Sole sul tetto dei palazzi in costruzione: «Avevo trovato un impiego come imbianchino e per dormire senza spendere occupavo una stanza dell’appartamento di cui dipingevo le porte al Giambellino. Mi svegliavo con le prime luci del giorno e quando avevo fame, facevo di necessità virtù. In tasca non avevo un soldo e con le ultime mille lire andai alla Standa per comprare del cibo. Mi concentrai sullo scatolame. Sullo scaffale c’erano confezioni piccole, con la scritta “Simmenthal” e contenitori cinque volte più grandi, con l’etichetta “Ananas”.
 

 

 
“Tra le due carni - pensai - la seconda mi conviene”. Ero ignorante, dell’ananas non avevo mai sentito parlare e la frutta più esotica che conoscevo era la banana. Mia zia la mangiava per ragioni di salute e ogni tanto, di nascosto ne fregavo una. Da allora e per un mese, nel tugurio in cui vivevo, il mio menù a colazione, pranzo e cena fu pane e ananas». Milano, 1961, l’alba del signor Carrisi, figlio di Carmelo e Jolanda, in arte Al Bano.
 
«Lasciando una Puglia selvaggia, partii per la Lombardia all’inizio di maggio. Con l’olio, le friselle, un vestito, un paio di scarpe e molti sogni in valigia. Mio padre mi avrebbe voluto contadino, mia madre professore. Non sono riuscito ad accontentare nessuno dei due ed è stato meglio così. Ero nato per cantare e la voce, un dono di Dio, la utilizzavo già nei campi, in mezzo ai braccianti, fin da bambino». A 74 anni, mentre viaggia tra Russia, Austria ed Estonia riempiendo ancora palazzetti e arene, Al Bano non ha dimenticato niente: «Mi sono fatto un mazzo incredibile».

Fin da bambino? 
«Iniziai a lavorare in campagna a 8 anni. Nel periodo della trebbiatura, quando il grano si tagliava ancora a mano, con i contadini trascorrevo ogni domenica».
 
Lei era l’eccezione? 
«Ero la regola. Forse il figlio del ricco del paese era esentato, ma per il resto, nel 99 per cento dei casi, noi bambini lavoravamo tutti nei campi. C’era bisogno di mani a quel tempo». 

Che tempo era? 
«Un’epoca che alla teoria anteponeva la necessità. Mio padre era analfabeta. Per comunicare con mia madre imparò a scrivere sotto le armi nell’inverno albanese. Lei si immedesimò nei suoi tormenti, fino a voler provare sensazioni simili. Dormiva senza coperte: “Se non posso essere con te, voglio provare le stesse cose”. Quello tra papà e mamma fu un amore immenso. Quando lui se ne andò, morì qualcosa anche in lei». 

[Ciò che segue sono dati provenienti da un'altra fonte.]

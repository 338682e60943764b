//! The primitives a client library session exposes.
//!
//! The traits mirror the DB-Library call surface: submit a command buffer,
//! execute it, walk result sets and rows through bound column buffers, and
//! build remote procedure calls parameter by parameter. Implementations own
//! the native session; callers never share one across tasks.

use async_trait::async_trait;
use bytes::Bytes;

use crate::error::TransportError;
use crate::handle::HandleId;
use crate::login::LoginParams;

/// Metadata of one result column.
#[derive(Debug, Clone, PartialEq, Eq)]
pub struct ColumnInfo {
    /// Column name (empty for unnamed expressions).
    pub name: String,
    /// Wire type code.
    pub type_code: i32,
    /// Declared size in bytes.
    pub size: i32,
}

/// How a column's data should be delivered.
#[derive(Debug, Clone, Copy, PartialEq, Eq)]
pub struct ColumnBinding {
    /// Wire type code the data is converted to.
    pub type_code: i32,
    /// Size of the fixed buffer; ignored for variable bindings.
    pub buffer_len: usize,
    /// Read the data per row at its actual length instead of into a fixed
    /// buffer (`(max)` columns).
    pub variable: bool,
}

/// Outcome of advancing to the next row.
#[derive(Debug, Clone, Copy, PartialEq, Eq)]
pub enum RowStatus {
    /// A regular row is available.
    Row,
    /// The result set is exhausted.
    NoMoreRows,
    /// The row buffer is full.
    BufferFull,
    /// The fetch failed.
    Failed,
    /// A compute row or another row kind that carries no regular data.
    Other(i32),
}

/// One parameter of a remote procedure call.
#[derive(Debug, Clone, PartialEq, Eq)]
pub struct RpcParam {
    /// Parameter name, including the leading `@`.
    pub name: String,
    /// Whether the value is returned to the caller.
    pub output: bool,
    /// Wire type code.
    pub type_code: i32,
    /// Largest value the caller accepts back; `-1` for inputs.
    pub max_output_len: i32,
    /// The encoded value, `None` for NULL.
    pub data: Option<Bytes>,
    /// Declared length of `data`.
    pub data_len: i32,
}

/// An output parameter returned by a procedure.
#[derive(Debug, Clone, PartialEq, Eq)]
pub struct OutputParam {
    /// Parameter name.
    pub name: String,
    /// Wire type code of the returned value.
    pub type_code: i32,
    /// The returned bytes, `None` for NULL.
    pub data: Option<Bytes>,
}

/// Opens sessions against a server.
#[async_trait]
pub trait Connector: Send + Sync {
    /// Log in and open a session.
    ///
    /// On failure the library has usually reported details through
    /// [`callbacks::report_error`](crate::callbacks::report_error) without a
    /// handle; [`callbacks::last_error`](crate::callbacks::last_error) holds
    /// them.
    async fn login(&self, params: &LoginParams) -> Result<Box<dyn Transport>, TransportError>;

    /// The library's version banner.
    fn library_version(&self) -> String;
}

/// An open session.
#[async_trait]
pub trait Transport: Send {
    /// Identity used to route this session's diagnostics.
    fn handle_id(&self) -> HandleId;

    /// Replace the command buffer with `sql`.
    fn submit_command(&mut self, sql: &str) -> Result<(), TransportError>;

    /// Send the command buffer and wait for the server to start answering.
    async fn execute(&mut self) -> Result<(), TransportError>;

    /// Advance to the next result set. `Ok(false)` when there are no more.
    async fn next_result_set(&mut self) -> Result<bool, TransportError>;

    /// Number of columns in the current result set.
    fn column_count(&self) -> usize;

    /// Metadata of the column at zero-based `index`.
    fn column(&self, index: usize) -> Result<ColumnInfo, TransportError>;

    /// Bind the column at zero-based `index`.
    fn bind_column(&mut self, index: usize, binding: ColumnBinding) -> Result<(), TransportError>;

    /// Advance to the next row of the current result set.
    async fn next_row(&mut self) -> RowStatus;

    /// Data of the column at `index` in the current row, converted to its
    /// binding. `None` when the value is NULL. Binary data carries one
    /// trailing pad byte.
    fn column_data(&self, index: usize) -> Result<Option<Bytes>, TransportError>;

    /// Rows affected by the statement that produced the current result set.
    fn rows_affected(&self) -> i64;

    /// Return status of the procedure that produced the current result, if
    /// one was sent.
    fn return_status(&self) -> Option<i32>;

    /// Start building a call to procedure `name`.
    fn init_rpc(&mut self, name: &str) -> Result<(), TransportError>;

    /// Add a parameter to the call being built.
    fn bind_rpc_param(&mut self, param: RpcParam) -> Result<(), TransportError>;

    /// Drop the call being built without sending it.
    fn reset_rpc(&mut self);

    /// Send the call.
    async fn send_rpc(&mut self) -> Result<(), TransportError>;

    /// Output parameters returned by the last call.
    fn output_params(&self) -> Vec<OutputParam>;

    /// Change the current database.
    async fn use_database(&mut self, database: &str) -> Result<(), TransportError>;

    /// Whether the session is dead.
    fn is_dead(&self) -> bool;

    /// Close the session. Further calls fail with [`TransportError::Dead`].
    fn close(&mut self);
}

La musica era un’aspirazione? 
«Di studiare non mi importava niente. Persi l’interesse per lo studio molto presto e quando mi bocciarono al secondo anno delle magistrali mollai tutto». 

Era un pessimo studente? 
«Ero bravo a disegnare. Per aiutarla, passavo i miei schizzi alla ragazza di cui ero segretamente innamorato. Al momento del voto però lei prendeva 8 in pagella e io 4. La mano era la stessa e io non capivo. Non protestavo con i professori perché avrei sputtanato entrambi, però poco a poco mi passò la voglia di stare tra i banchi. Un giorno la professoressa di chimica mi sequestrò il quaderno. Tra le pagine, al posto delle formule, c’erano solo parole. Le mie prime canzoni. Lei si irrigidì: “Che c’entrano con la mia materia?” domandò. “Forse è la mia chimica” risposi». 

Era una risposta sincera.
«Avevo sentito il sacro fuoco dell’arte. Quando lo avverti, come cazzo fai ad allontanartene? La prima chitarra, nera, bellissima e lucente, la acquistai per corrispondenza vendendo i miei disegni ai ragazzi che non sapevano tenere una matita in mano. Costava 5.000 lire. Ne avevo solo 4.000 e i soldi che mancavano li chiesi alla ragazza di cui le parlavo prima. Volevo sapere se il mio sentimento era in qualche modo corrisposto». 

Ed era corrisposto? 
«Mi spedì una lettera e dentro il foglio c’erano mille lire. Mi dispiace non averla conservata, quella lettera. Le dedicai il mio primo disco. La gratitudine è un valore, un sentimento che mantiene un sapore di umanità».
 
Quanta umanità trovò a Milano nei primi anni ’60? 
«A volte molta, a volte pochissima. C’era chi ti considerava soltanto un terrone da sfruttare e chi ti apriva la porta di casa sua. Dopo il lavoro da imbianchino ne trovai uno da cameriere. I capi mi trattavano come uno schiavo nell’Alabama dell’800. Loro a braccia conserte, a ridere di me e io a fare le scale avanti e indietro come una bestia da soma carico di piatti. Un giorno in cui ero più stanco di altri, mi ribellai e spaccai una sedia: “Forse non ci siamo capiti, mi avete rotto il cazzo”. La signora Negri, la proprietaria del locale, capì che avevo ragione da vendere e non mi punì. Gli altri, da allora in poi, mi rispettarono». 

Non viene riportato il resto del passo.